Tokenizers
A custom analyzer's tokenizer determines how Atlas Search splits up text into discrete chunks for indexing. Tokenizers require a type field, and some take additional options as well.
"tokenizer": { "type": "<tokenizer-type>", "<additional-option>": "<value>" }
Atlas Search supports the following tokenizer options:
edgeGram
The edgeGram
tokenizer tokenizes input from the left side, or
"edge", of a text input into n-grams of given sizes. You can't use the
edgeGram tokenizer in synonym or autocomplete
mapping definitions. It has the following attributes:
Name | Type | Description | Required? | Default |
---|---|---|---|---|
type | string | Human-readable label that identifies this tokenizer type.
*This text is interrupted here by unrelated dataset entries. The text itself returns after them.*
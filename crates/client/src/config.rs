//! Client configuration loaded from environment variables.
//!
//! # Environment Variables
//!
//! ## Required
//! - `SHOPFRONT_API_BASE_URL` - Base URL of the storefront REST API
//!   (e.g., `http://localhost:8080/api`)
//!
//! ## Optional
//! - `SHOPFRONT_DATA_DIR` - Directory for durable local state
//!   (default: `.shopfront` in the working directory)
//! - `SHOPFRONT_HTTP_TIMEOUT_SECS` - Transport timeout in seconds
//!   (default: 30)

use std::path::PathBuf;
use std::time::Duration;

use thiserror::Error;
use url::Url;

/// Configuration errors that can occur during loading.
#[derive(Debug, Error)]
pub enum ConfigError {
    #[error("Missing environment variable: {0}")]
    MissingEnvVar(String),
    #[error("Invalid environment variable {0}: {1}")]
    InvalidEnvVar(String, String),
}

/// Storefront client configuration.
#[derive(Debug, Clone)]
pub struct ClientConfig {
    /// Base URL of the remote REST API, without a trailing slash.
    pub api_base_url: Url,
    /// Directory holding the durable storage slots.
    pub data_dir: PathBuf,
    /// Transport timeout applied to every request.
    pub http_timeout: Duration,
}

impl ClientConfig {
    /// Load configuration from environment variables.
    ///
    /// Calls `dotenvy::dotenv()` to load from a `.env` file if present.
    ///
    /// # Errors
    ///
    /// Returns `ConfigError` if required variables are missing or invalid.
    pub fn from_env() -> Result<Self, ConfigError> {
        // Load .env file if present (ignore errors if not found)
        let _ = dotenvy::dotenv();

        let api_base_url = parse_base_url(&get_required_env("SHOPFRONT_API_BASE_URL")?)?;
        let data_dir = PathBuf::from(get_env_or_default("SHOPFRONT_DATA_DIR", ".shopfront"));
        let timeout_secs = get_env_or_default("SHOPFRONT_HTTP_TIMEOUT_SECS", "30")
            .parse::<u64>()
            .map_err(|e| {
                ConfigError::InvalidEnvVar("SHOPFRONT_HTTP_TIMEOUT_SECS".to_string(), e.to_string())
            })?;

        Ok(Self {
            api_base_url,
            data_dir,
            http_timeout: Duration::from_secs(timeout_secs),
        })
    }

    /// Build a config directly, for tests and embedding.
    ///
    /// # Errors
    ///
    /// Returns `ConfigError` if `api_base_url` is not a valid HTTP(S) URL.
    pub fn new(api_base_url: &str, data_dir: impl Into<PathBuf>) -> Result<Self, ConfigError> {
        Ok(Self {
            api_base_url: parse_base_url(api_base_url)?,
            data_dir: data_dir.into(),
            http_timeout: Duration::from_secs(30),
        })
    }
}

/// Parse and validate the API base URL.
fn parse_base_url(raw: &str) -> Result<Url, ConfigError> {
    let url = Url::parse(raw.trim_end_matches('/')).map_err(|e| {
        ConfigError::InvalidEnvVar("SHOPFRONT_API_BASE_URL".to_string(), e.to_string())
    })?;

    if !matches!(url.scheme(), "http" | "https") {
        return Err(ConfigError::InvalidEnvVar(
            "SHOPFRONT_API_BASE_URL".to_string(),
            format!("unsupported scheme '{}'", url.scheme()),
        ));
    }

    Ok(url)
}

/// Get a required environment variable.
fn get_required_env(key: &str) -> Result<String, ConfigError> {
    std::env::var(key).map_err(|_| ConfigError::MissingEnvVar(key.to_string()))
}

/// Get an environment variable with a default value.
fn get_env_or_default(key: &str, default: &str) -> String {
    std::env::var(key).unwrap_or_else(|_| default.to_string())
}

#[cfg(test)]
#[allow(clippy::unwrap_used)]
mod tests {
    use super::*;

    #[test]
    fn test_parse_base_url_valid() {
        let url = parse_base_url("http://localhost:8080/api").unwrap();
        assert_eq!(url.as_str(), "http://localhost:8080/api");
    }

    #[test]
    fn test_parse_base_url_strips_trailing_slash() {
        let url = parse_base_url("https://shop.example.com/api/").unwrap();
        assert_eq!(url.as_str(), "https://shop.example.com/api");
    }

    #[test]
    fn test_parse_base_url_rejects_non_http() {
        let result = parse_base_url("ftp://shop.example.com");
        assert!(matches!(result, Err(ConfigError::InvalidEnvVar(_, _))));
    }

    #[test]
    fn test_parse_base_url_rejects_garbage() {
        assert!(parse_base_url("not a url").is_err());
    }

    #[test]
    fn test_new_defaults() {
        let config = ClientConfig::new("http://localhost:8080/api", "/tmp/state").unwrap();
        assert_eq!(config.http_timeout, Duration::from_secs(30));
        assert_eq!(config.data_dir, PathBuf::from("/tmp/state"));
    }
}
Value must be edgeGram . | yes | |
minGram | integer | Number of characters to include in the shortest token created. | yes | |
maxGram | integer | Number of characters to include in the longest token created. | yes |
The following index definition example uses a custom analyzer named
edgegramShingler
. It uses the edgeGram
tokenizer to create
tokens between 2 and 5 characters long starting from the first
character of text input and the shingle token filter.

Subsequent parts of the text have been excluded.